If you are a cancer survivor, having a baby is a difficult decision for both men and women. Survivors and their partners need to think about many things before starting or adding to their families.
Pregnancy after cancer treatment
Often, pregnancy after cancer treatment is safe for both the mother and baby. Pregnancy does not seem to raise the risk of cancer coming back. Still, some women may be told to wait a number of years before trying to have a baby. How long depends on several factors:
Cancer type and stage
Type of treatment
A woman’s age
Some health care providers recommend that women not get pregnant in the first 6 months after finishing chemotherapy. They say that any damaged eggs will leave the body within those first 6 months. Other health care providers suggest waiting 2 to 5 years before trying to have a baby. This is because the cancer may be more likely to come back in the earlier years. And cancer treatment during pregnancy is more complicated.
How cancer treatments may affect pregnancy
Treatments can affect a future pregnancy in many ways:
Radiation therapy. Radiation therapy may affect the support cells and blood supply of the uterus. It also may increase the chances of miscarriage, early birth, low birth weight, and other problems.
Surgery to the cervix. Removing all or part of the cervix may make miscarriage or early birth more likely. This is because the cervix may not be able to support a developing pregnancy.

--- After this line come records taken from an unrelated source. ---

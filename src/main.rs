mod app;
mod hud;
mod input;
mod logging;
mod term;

use anyhow::Result;
use clap::Parser;
use log::info;
use solarium::config::{load_settings, project_paths, Cli};

fn main() -> Result<()> {
    let cli = Cli::parse();
    let paths = project_paths()?;

    let log_path = cli.log_file.clone().unwrap_or(paths.log_path);
    logging::init(&log_path)?;

    let settings_path = cli.config.clone().unwrap_or(paths.settings_path);
    let mut settings = load_settings(&settings_path)?;
    settings.apply_cli(&cli);
    info!("settings from {}: {:?}", settings_path.display(), settings);

    app::run(settings)
}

Chemotherapy. Anthracycline chemotherapy includes treatment with doxorubicin (Adriamycin), daunorubicin (Cerubidine), epirubicin (Ellence), and idarubicin (Idamycin). These treatments may damage heart cells and weaken the heart. As a result, the heart needs to work harder during pregnancy and labor. Sometimes this chemotherapy is used with radiation therapy to the upper abdomen or chest. This combination increases the risk of heart problems.
Fathering a child after cancer treatment
Men can try to have a child after cancer treatment ends. There are no firm rules for how long men should wait after treatment, but health care providers usually recommend waiting 2 to 5 years. Sperm may be damaged by chemotherapy or radiation therapy. Those sperm should be replaced in 2 years. Even if a child is conceived soon after treatment ends, it hasn’t been proven that he or she will have a greater risk of developing serious health problems.
Other concerns about having a child after cancer treatment
Risk of children getting cancer. Many people who have had cancer worry that their children may get cancer, too. Research shows that children of patients with cancer and of survivors are not at higher risk. However, a few cancers are passed from parents to children through genes. If you have one of these hereditary cancers, there may be higher risk. Talk with your health care provider or a genetic counselor about having children. They can help you understand cancer risk and genetics.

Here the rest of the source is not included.